Bon Iver 2019 ist ein Spektakel in zwei Akten, ganz ohne spektakuläre Bühnenshow. Der US-amerikanische Songwriter begeistert mit einem Spektrum, das das Prädikat Singer/Songwriter schon im Ansatz aus den Angeln hebt.
Das dritte Album “22, A Million” stieß mit autotune-ähnlicher Stimmverfremdung und inflationärem Vocoder-Einsatz einige Die-Hard-Fans vor den Kopf. Sie verfielen dem Waldschraten in einer Zeit, als er sein meisterhaftes Debüt “For Emma, Forever Ago” veröffentlichte, das er abgeschottet in einer Jagdhütte im wilden Niemandsland von Wisconsin aufnahm.
Eine der spannendsten Fragen des Abends war folglich: Wie würden die Songs des aktuellsten mit den beiden ersten Alben harmonieren? Die Antwort: hervorragend. Justin Vernon spielt zwei knapp einstündige Sets, geteilt durch eine 20-minütige Pause.

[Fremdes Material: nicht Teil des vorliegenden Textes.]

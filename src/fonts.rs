//! Font resolution.
//!
//! Turns a brand's headline family name into a font the layout engine can
//! measure with. The search is a fallback chain:
//!
//! 1. the brand family as given (`Montserrat-Bold`)
//! 2. the same name with hyphens as spaces (`Montserrat Bold`)
//! 3. each configured fallback family (`Impact`, `Arial Bold`, ...)
//! 4. the built-in [`BasicFace`]
//!
//! Candidate names are matched against font file stems found under the
//! configured search directories. Matching ignores case, spaces, hyphens and
//! underscores, so `Arial Bold` finds `Arial Bold.ttf`, `Arial-Bold.otf`
//! and `arialbold.ttf` alike.
//!
//! Resolution happens once per run; the result hands out faces at any
//! pixel size.

use crate::config::FontsConfig;
use crate::text::{BasicFace, FontFace, OutlineFace};
use std::collections::HashMap;
use std::path::{Path, PathBuf};
use std::sync::Arc;
use walkdir::WalkDir;

const FONT_EXTENSIONS: &[&str] = &["ttf", "otf"];
const SEARCH_DEPTH: usize = 4;

/// Normalise a family or file stem for matching.
fn normalize(name: &str) -> String {
    name.chars()
        .filter(|c| !matches!(c, ' ' | '-' | '_'))
        .flat_map(char::to_lowercase)
        .collect()
}

/// Ordered, de-duplicated list of family names to try for `headline`.
pub fn candidate_families(headline: &str, fallbacks: &[String]) -> Vec<String> {
    let mut seen = Vec::new();
    let mut out = Vec::new();
    let primary = [headline.to_string(), headline.replace('-', " ")];
    for name in primary.into_iter().chain(fallbacks.iter().cloned()) {
        let key = normalize(&name);
        if key.is_empty() || seen.contains(&key) {
            continue;
        }
        seen.push(key);
        out.push(name);
    }
    out
}

/// Index of font files found under a set of directories.
#[derive(Debug, Default)]
pub struct FontLocator {
    by_stem: HashMap<String, PathBuf>,
}

impl FontLocator {
    /// Walk `dirs` and index every font file by its normalised stem.
    ///
    /// Missing directories are skipped. When two files share a stem the one
    /// found first (earlier directory, then walk order) wins.
    pub fn scan(dirs: &[PathBuf]) -> Self {
        let mut by_stem = HashMap::new();
        for dir in dirs.iter().filter(|d| d.is_dir()) {
            let walker = WalkDir::new(dir)
                .max_depth(SEARCH_DEPTH)
                .sort_by_file_name()
                .into_iter()
                .filter_map(|e| e.ok());
            for entry in walker {
                let path = entry.path();
                if !entry.file_type().is_file() || !is_font_file(path) {
                    continue;
                }
                if let Some(stem) = path.file_stem().and_then(|s| s.to_str()) {
                    by_stem
                        .entry(normalize(stem))
                        .or_insert_with(|| path.to_path_buf());
                }
            }
        }
        Self { by_stem }
    }

    /// Path of the font file whose stem matches `family`, if any.
    pub fn locate(&self, family: &str) -> Option<&Path> {
        self.by_stem.get(&normalize(family)).map(PathBuf::as_path)
    }

    pub fn len(&self) -> usize {
        self.by_stem.len()
    }

    pub fn is_empty(&self) -> bool {
        self.by_stem.is_empty()
    }
}

fn is_font_file(path: &Path) -> bool {
    path.extension()
        .and_then(|e| e.to_str())
        .map(|e| FONT_EXTENSIONS.contains(&e.to_ascii_lowercase().as_str()))
        .unwrap_or(false)
}

/// The outcome of font resolution: an outline font or the built-in face.
#[derive(Clone)]
pub enum ResolvedFont {
    Outline {
        family: String,
        path: PathBuf,
        font: Arc<fontdue::Font>,
    },
    Basic,
}

impl ResolvedFont {
    /// A face of this font at `px` pixels.
    pub fn face(&self, px: f32) -> Box<dyn FontFace> {
        match self {
            ResolvedFont::Outline { font, .. } => Box::new(OutlineFace::new(Arc::clone(font), px)),
            ResolvedFont::Basic => Box::new(BasicFace::new(px)),
        }
    }

    /// Human-readable description for logs and summaries.
    pub fn describe(&self) -> String {
        match self {
            ResolvedFont::Outline { family, path, .. } => {
                format!("{family} ({})", path.display())
            }
            ResolvedFont::Basic => "built-in bitmap face".to_string(),
        }
    }
}

impl std::fmt::Debug for ResolvedFont {
    fn fmt(&self, f: &mut std::fmt::Formatter<'_>) -> std::fmt::Result {
        f.write_str(&self.describe())
    }
}

/// Resolve `headline` through the fallback chain.
///
/// Files that exist but fail to parse are logged and skipped. Never fails:
/// the built-in face terminates the chain.
pub fn resolve_font(headline: &str, config: &FontsConfig) -> ResolvedFont {
    let locator = FontLocator::scan(&config.expanded_search_dirs());
    resolve_with(&locator, headline, &config.fallback_families)
}

/// [`resolve_font`] against an existing index.
pub fn resolve_with(locator: &FontLocator, headline: &str, fallbacks: &[String]) -> ResolvedFont {
    for family in candidate_families(headline, fallbacks) {
        let Some(path) = locator.locate(&family) else {
            continue;
        };
        let parsed = std::fs::read(path)
            .map_err(|e| e.to_string())
            .and_then(|bytes| OutlineFace::parse(&bytes));
        match parsed {
            Ok(font) => {
                tracing::info!(family = %family, path = %path.display(), "resolved headline font");
                return ResolvedFont::Outline {
                    family,
                    path: path.to_path_buf(),
                    font,
                };
            }
            Err(err) => {
                tracing::warn!(path = %path.display(), "skipping unreadable font: {err}");
            }
        }
    }
    tracing::warn!(
        headline,
        "no font found for headline or fallbacks, using built-in bitmap face"
    );
    ResolvedFont::Basic
}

Diese Aufteilung war im Vorfeld bekannt, und man musste davon ausgehen, dass er um der Konsistenz Willen ein Set dem deutlich modernen Vibe von “22, A Million” vorbehält, um anschließend klassischer seine großen Indie-Singer/Songwriter-Meisterwerke in den Nachthimmel des wunderbaren Kulturpark Schlachthof, Wiesbaden zu singen.
Doch Pustekuchen, er mischt querbeet – und alles geht sensationell auf. Zwischen Falsett- und Vocoder-Gesang wechselt Vernon genauso selbstverständlich von Synthesizer, zu E- oder Akustikgitarre wie von „715 Creeks“ zu „Flume“ – und trifft dabei immer einen unverkennbar eigenständigen Sound.
Seine hervorragende Liveband tut ihr übriges. Wenn Bassist Michael Lewis mit einem T-Shirt, auf dem “Trust Women” prangt, ans Tenor-Saxofon wechselt, um dort diesem Instrument den Glanz aus den 80ern in voller Blüte angedeihen zu lassen, dann stößt das in tausenden von Augen und Ohren genauso auf Faszination, wie die beiden Schlagzeuger Matthew McCaughan und Sean Carey, wenn sie synchron trommeln, oder Carey dazu mit bildschönen Backingvocals Vernons makellosen Gesang unterstützen.
Das Ende des ersten Sets gebührt entsprechend „Perth“, bei dem beide Drummer ihre simultanen Stärken voll ausschöpfen, und Vernon bereits zum x-ten Mal beweist, warum er einen großen Unterschied zum Einheitsbrei der Singer/Songwriter-Landschaft darstellt und völlig zurecht diese große Open-Air-Location mit unzähligen kulinarischen Getränke- und Essenständen, nebst Amnesty International und Viva Con Aqua Zelten nahezu ausverkauft.
Er trägt Stirnband und darüber ein Over-Ear-Kopfhörer. Flackert er mit diesen Markenzeichen über die Leinwände links und rechts neben der Bühne, fühlt sich das auch optisch einmal mehr nach den 80ern und einem Mark Knopfler als Frontmann der Dire Straits an.
Doch Vernon ist deutlich vielseitiger. Er startet das zweite Set alleine an der Akustikgitarre mit „Skinny Love“. Als danach bei „Minnisota WI“ und „Holocene“ aus seinem selbstbetitelten Zweitwerk auch seine Band wieder glänzen darf, ist das außergewöhnliche Spektakel längst beschlossen.
„The Wolves (Act I und II)“ und „Emma“ sind am Ende des regulären, zweiten Sets bereits die puren Sahnehäubchen auf einem soundtechnisch sensationellen Abend – bei Open Airs längst keine Selbstverständlichkeit.
Mit „22“ als einzige Zugabe, zeigt Justin Vernon dann nochmals, warum sein aktuelles Album gerade live so viel besser ist, als viele Kritiker zur Veröffentlichung annahmen.
Es gibt seinem gesamten Schaffen trotz der Fülle an Stilen und Sounds wie selbstverständlich einen roten Faden, der fest verzurrt ist. Diese unerklärliche Stimmigkeit beschließt letztlich ein Konzert, das für die Alternative Nation zu den Highlights des Jahres zählt.